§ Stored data
-- Opening Marker --
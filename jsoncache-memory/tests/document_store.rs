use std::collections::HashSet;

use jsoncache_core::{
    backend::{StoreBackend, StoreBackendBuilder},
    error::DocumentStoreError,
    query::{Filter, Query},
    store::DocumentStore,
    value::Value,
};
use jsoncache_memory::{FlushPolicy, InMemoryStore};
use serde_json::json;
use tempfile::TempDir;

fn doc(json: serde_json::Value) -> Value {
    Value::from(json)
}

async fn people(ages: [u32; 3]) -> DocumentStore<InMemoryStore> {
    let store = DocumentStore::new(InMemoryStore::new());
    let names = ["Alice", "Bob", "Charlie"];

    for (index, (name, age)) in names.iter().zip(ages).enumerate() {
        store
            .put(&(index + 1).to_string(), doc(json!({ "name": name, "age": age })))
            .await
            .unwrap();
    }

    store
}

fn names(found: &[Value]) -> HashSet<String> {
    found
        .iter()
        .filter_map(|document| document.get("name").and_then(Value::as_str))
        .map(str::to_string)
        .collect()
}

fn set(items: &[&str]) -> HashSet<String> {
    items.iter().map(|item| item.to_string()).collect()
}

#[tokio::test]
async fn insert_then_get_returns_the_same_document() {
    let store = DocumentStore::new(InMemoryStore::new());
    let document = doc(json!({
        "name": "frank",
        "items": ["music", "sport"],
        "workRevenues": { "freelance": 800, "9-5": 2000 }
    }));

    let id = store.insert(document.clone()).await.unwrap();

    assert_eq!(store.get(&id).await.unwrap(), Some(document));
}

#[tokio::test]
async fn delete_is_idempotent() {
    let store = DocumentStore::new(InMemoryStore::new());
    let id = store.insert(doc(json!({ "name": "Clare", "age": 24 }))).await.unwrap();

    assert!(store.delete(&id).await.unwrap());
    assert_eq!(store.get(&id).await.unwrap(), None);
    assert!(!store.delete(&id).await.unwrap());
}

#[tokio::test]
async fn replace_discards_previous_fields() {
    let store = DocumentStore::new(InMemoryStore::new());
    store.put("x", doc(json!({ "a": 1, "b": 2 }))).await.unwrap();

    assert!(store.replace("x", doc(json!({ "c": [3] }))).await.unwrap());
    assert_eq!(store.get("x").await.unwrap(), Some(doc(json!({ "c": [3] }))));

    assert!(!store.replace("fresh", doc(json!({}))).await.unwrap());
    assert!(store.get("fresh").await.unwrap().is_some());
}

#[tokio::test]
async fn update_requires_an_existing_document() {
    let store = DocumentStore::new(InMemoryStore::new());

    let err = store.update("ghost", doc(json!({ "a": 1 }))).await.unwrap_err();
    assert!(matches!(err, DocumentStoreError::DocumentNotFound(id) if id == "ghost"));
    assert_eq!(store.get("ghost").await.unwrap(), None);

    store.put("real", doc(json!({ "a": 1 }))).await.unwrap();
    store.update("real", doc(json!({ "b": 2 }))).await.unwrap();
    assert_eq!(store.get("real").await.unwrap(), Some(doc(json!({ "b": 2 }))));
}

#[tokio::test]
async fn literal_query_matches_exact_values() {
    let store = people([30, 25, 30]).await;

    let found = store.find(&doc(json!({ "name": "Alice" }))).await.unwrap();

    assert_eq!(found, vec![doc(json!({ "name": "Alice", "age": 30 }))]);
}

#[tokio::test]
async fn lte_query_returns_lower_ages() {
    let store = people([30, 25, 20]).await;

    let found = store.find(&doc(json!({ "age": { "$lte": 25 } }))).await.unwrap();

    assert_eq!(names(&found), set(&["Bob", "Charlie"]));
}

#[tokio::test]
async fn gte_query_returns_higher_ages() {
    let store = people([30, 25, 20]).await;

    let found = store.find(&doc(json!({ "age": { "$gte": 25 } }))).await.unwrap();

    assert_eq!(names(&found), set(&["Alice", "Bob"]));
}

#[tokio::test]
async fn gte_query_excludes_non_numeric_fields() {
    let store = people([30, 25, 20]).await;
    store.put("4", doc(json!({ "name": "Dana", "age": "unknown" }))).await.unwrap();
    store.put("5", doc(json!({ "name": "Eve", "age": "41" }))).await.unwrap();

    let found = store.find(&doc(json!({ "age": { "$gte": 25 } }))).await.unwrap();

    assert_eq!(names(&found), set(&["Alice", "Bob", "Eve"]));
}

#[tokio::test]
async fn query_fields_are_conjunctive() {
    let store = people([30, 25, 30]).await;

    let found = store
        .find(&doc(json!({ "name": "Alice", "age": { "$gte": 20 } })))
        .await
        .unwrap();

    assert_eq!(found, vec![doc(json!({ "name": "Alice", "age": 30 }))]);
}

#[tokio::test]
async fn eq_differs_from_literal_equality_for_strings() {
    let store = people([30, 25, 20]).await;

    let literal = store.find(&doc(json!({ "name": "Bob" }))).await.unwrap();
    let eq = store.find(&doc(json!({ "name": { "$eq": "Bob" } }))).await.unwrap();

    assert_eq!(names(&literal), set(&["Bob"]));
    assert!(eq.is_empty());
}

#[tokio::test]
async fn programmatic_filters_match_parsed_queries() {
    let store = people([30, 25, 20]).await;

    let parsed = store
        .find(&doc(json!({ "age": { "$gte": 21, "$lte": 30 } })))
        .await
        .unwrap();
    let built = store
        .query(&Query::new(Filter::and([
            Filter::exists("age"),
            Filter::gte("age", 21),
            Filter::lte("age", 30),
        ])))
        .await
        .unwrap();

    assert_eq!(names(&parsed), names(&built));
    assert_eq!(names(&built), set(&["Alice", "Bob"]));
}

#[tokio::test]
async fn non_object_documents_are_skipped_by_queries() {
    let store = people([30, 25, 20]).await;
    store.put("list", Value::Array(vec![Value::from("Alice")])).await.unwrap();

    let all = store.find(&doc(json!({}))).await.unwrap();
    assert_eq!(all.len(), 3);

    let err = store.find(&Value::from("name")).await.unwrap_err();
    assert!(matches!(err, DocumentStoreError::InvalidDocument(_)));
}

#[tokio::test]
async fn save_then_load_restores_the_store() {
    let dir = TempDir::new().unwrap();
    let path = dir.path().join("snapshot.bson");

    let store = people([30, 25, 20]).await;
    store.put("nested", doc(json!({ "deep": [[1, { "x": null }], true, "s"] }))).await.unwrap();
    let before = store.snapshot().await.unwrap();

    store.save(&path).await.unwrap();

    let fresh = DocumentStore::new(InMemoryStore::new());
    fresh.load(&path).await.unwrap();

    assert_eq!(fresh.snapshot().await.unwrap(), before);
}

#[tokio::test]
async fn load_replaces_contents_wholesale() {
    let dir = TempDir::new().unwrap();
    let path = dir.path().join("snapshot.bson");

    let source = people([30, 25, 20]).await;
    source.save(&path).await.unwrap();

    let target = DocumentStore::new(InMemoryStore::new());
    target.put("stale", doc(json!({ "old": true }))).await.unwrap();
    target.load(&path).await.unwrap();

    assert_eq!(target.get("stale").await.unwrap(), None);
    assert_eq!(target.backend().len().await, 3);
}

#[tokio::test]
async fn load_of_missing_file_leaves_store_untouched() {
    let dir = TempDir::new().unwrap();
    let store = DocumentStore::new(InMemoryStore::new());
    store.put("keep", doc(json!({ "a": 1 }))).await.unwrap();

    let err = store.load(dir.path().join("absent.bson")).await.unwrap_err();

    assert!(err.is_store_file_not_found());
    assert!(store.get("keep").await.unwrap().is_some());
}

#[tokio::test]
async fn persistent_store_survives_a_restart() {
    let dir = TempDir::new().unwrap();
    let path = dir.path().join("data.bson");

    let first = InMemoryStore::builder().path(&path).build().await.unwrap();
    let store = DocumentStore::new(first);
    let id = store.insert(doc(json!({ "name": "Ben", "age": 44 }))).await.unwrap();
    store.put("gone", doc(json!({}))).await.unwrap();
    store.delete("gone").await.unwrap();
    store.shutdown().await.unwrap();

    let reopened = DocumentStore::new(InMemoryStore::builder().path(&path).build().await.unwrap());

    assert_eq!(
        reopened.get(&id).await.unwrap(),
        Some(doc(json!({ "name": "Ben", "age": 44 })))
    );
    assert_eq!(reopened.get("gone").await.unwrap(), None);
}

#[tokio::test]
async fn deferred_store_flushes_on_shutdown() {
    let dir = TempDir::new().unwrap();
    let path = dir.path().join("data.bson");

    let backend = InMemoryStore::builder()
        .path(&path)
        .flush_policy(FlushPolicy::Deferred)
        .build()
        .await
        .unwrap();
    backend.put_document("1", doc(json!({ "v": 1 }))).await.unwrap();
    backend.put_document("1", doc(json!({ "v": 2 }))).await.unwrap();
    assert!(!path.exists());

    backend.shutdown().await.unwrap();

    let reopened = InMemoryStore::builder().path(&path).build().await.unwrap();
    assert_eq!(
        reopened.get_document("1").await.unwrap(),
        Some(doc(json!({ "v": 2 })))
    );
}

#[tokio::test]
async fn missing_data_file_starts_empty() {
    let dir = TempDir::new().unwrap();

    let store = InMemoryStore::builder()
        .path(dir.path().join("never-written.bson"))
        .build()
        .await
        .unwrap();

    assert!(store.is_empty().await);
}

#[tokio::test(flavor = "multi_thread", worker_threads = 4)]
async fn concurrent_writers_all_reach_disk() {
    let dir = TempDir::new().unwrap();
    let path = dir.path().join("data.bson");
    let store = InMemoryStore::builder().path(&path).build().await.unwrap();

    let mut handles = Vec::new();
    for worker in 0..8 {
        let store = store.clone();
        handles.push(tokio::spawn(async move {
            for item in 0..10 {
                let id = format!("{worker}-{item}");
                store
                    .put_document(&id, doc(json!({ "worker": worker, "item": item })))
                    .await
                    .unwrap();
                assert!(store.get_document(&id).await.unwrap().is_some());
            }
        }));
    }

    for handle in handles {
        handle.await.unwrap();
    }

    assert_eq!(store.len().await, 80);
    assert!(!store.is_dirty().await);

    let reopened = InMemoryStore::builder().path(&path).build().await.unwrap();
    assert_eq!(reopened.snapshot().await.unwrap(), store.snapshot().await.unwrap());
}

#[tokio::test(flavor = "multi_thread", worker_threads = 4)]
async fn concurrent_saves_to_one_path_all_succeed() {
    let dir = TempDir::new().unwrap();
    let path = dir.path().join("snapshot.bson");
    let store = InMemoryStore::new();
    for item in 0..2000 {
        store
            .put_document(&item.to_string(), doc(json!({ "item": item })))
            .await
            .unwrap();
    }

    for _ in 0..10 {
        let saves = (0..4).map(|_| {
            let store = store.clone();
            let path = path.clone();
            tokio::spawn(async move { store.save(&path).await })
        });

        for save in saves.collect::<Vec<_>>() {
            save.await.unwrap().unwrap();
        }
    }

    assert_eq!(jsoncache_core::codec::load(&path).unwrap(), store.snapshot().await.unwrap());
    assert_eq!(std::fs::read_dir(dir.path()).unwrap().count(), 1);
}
-- Closing Marker --
-- Opening Marker --
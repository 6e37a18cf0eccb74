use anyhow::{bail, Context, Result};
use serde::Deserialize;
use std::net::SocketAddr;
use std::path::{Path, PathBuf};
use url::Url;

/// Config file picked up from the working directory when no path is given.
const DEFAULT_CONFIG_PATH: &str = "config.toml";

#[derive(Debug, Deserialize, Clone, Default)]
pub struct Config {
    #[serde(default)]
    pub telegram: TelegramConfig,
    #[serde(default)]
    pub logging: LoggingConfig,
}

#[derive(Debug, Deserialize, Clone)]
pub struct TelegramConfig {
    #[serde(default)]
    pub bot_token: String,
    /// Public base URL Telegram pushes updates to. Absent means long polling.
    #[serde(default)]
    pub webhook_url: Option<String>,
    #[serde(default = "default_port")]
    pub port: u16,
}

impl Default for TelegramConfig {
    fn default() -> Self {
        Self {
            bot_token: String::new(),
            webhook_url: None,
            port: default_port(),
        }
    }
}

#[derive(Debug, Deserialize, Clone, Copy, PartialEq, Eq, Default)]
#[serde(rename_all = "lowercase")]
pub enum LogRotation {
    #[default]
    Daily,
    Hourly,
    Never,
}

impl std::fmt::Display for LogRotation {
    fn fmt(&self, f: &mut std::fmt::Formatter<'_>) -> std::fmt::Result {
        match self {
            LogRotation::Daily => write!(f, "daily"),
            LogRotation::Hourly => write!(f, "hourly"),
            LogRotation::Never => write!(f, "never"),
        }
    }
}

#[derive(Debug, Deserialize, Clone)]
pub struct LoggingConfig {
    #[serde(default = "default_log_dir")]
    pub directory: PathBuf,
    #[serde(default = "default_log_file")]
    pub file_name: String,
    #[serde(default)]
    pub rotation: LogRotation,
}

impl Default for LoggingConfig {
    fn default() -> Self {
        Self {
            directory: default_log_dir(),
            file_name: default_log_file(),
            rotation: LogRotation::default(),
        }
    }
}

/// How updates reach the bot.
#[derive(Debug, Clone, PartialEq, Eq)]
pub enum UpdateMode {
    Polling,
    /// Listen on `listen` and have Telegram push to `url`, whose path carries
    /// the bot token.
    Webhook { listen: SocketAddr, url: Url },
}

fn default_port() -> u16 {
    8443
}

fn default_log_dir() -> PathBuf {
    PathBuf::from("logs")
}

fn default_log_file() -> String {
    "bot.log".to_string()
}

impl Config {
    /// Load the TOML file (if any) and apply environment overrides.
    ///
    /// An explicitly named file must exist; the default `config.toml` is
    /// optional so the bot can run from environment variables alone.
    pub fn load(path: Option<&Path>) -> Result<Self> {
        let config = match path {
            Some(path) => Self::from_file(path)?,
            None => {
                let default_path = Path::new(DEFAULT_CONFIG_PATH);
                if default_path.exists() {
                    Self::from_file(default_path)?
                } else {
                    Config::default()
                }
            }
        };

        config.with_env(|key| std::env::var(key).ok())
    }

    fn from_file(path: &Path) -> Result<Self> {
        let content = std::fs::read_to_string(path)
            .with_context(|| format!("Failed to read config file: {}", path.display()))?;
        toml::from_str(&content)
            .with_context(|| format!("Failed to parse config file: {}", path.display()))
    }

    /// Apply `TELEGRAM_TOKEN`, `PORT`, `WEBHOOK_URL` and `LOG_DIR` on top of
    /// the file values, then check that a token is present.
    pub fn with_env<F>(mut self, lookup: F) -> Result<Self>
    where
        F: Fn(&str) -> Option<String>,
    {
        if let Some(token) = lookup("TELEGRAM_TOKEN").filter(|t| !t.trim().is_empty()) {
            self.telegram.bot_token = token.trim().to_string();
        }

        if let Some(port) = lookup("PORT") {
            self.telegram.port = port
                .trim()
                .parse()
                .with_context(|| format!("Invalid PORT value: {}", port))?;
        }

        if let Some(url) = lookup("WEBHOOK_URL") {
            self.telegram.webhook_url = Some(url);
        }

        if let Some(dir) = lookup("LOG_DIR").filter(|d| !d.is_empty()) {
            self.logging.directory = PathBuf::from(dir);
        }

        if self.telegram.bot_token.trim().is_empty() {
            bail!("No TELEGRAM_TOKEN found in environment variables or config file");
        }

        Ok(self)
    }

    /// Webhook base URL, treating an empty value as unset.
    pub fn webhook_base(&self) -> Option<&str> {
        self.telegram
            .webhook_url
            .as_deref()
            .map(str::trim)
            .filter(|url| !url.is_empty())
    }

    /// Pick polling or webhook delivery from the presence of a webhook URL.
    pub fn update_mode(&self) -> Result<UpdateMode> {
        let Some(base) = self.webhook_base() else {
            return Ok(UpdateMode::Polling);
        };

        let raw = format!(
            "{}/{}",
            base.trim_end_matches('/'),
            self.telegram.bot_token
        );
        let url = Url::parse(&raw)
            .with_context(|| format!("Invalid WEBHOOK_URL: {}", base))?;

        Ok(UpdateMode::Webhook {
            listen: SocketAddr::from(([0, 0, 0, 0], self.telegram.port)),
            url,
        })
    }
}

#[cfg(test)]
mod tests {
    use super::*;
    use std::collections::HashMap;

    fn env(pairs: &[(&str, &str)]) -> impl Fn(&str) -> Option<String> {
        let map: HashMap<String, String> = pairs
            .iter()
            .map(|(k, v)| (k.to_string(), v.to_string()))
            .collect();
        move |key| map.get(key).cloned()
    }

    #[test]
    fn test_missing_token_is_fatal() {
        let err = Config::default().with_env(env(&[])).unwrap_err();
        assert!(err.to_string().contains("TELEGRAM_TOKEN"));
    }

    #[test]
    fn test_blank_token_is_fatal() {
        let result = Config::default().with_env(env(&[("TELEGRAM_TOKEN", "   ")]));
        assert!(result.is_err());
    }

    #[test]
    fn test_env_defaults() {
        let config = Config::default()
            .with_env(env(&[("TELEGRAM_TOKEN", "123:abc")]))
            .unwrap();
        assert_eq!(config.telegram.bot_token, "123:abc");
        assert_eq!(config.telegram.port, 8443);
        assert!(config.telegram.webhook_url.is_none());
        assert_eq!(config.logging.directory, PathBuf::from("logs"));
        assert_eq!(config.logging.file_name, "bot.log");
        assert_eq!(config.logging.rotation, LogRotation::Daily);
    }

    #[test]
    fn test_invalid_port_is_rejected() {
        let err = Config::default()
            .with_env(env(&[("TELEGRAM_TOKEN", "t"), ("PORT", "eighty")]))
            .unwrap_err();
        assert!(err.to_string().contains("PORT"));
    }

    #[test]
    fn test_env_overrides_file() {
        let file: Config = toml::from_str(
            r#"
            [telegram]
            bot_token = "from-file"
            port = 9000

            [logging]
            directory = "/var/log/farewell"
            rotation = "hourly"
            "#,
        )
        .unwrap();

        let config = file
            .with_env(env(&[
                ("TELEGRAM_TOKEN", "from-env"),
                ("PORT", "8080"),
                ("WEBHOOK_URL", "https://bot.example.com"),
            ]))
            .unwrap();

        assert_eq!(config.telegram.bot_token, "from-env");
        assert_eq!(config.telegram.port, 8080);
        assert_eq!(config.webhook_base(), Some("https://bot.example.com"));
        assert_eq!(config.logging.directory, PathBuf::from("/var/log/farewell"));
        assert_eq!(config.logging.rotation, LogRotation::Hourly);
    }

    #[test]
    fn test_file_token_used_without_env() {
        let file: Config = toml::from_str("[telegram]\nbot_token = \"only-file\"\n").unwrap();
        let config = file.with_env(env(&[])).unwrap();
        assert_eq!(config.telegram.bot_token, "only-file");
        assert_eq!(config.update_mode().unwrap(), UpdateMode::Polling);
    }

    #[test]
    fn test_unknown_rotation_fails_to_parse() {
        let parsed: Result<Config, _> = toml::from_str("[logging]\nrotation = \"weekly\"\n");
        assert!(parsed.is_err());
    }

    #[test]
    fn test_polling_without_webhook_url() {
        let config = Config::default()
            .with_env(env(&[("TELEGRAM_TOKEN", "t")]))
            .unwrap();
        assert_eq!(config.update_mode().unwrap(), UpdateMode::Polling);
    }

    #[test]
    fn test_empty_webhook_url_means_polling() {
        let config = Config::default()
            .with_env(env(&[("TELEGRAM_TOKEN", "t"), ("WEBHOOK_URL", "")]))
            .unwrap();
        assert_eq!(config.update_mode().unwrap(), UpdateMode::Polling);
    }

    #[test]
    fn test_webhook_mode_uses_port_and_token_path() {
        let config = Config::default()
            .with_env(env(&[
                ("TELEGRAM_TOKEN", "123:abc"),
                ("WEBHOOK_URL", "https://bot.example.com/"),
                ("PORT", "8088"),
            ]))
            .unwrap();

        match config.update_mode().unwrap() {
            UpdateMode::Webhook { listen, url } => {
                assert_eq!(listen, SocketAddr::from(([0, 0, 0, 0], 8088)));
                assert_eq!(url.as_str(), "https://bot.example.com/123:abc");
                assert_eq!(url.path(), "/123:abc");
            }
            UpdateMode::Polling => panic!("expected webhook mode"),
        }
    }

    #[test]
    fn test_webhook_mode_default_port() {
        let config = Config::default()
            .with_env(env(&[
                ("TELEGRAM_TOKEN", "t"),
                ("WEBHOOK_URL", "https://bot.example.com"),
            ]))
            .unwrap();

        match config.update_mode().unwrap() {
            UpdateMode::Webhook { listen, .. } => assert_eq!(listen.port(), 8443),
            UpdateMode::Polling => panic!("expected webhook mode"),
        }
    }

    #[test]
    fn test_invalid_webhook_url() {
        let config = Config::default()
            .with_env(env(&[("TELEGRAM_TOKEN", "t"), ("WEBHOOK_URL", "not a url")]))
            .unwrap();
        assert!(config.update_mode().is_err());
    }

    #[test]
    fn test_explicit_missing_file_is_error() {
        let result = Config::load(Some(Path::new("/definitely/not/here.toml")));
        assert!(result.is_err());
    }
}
-- Closing Marker --
§ Problem statement
Retype only this portion of the data above: the line containing "the bot token.", the line containing "let content = std::fs::read_to_string(path)", and all lines between them, exactly.

§ Response to the exercise
    /// the bot token.
    Webhook { listen: SocketAddr, url: Url },
}

fn default_port() -> u16 {
    8443
}

fn default_log_dir() -> PathBuf {
    PathBuf::from("logs")
}

fn default_log_file() -> String {
    "bot.log".to_string()
}

impl Config {
    /// Load the TOML file (if any) and apply environment overrides.
    ///
    /// An explicitly named file must exist; the default `config.toml` is
    /// optional so the bot can run from environment variables alone.
    pub fn load(path: Option<&Path>) -> Result<Self> {
        let config = match path {
            Some(path) => Self::from_file(path)?,
            None => {
                let default_path = Path::new(DEFAULT_CONFIG_PATH);
                if default_path.exists() {
                    Self::from_file(default_path)?
                } else {
                    Config::default()
                }
            }
        };

        config.with_env(|key| std::env::var(key).ok())
    }

    fn from_file(path: &Path) -> Result<Self> {
        let content = std::fs::read_to_string(path)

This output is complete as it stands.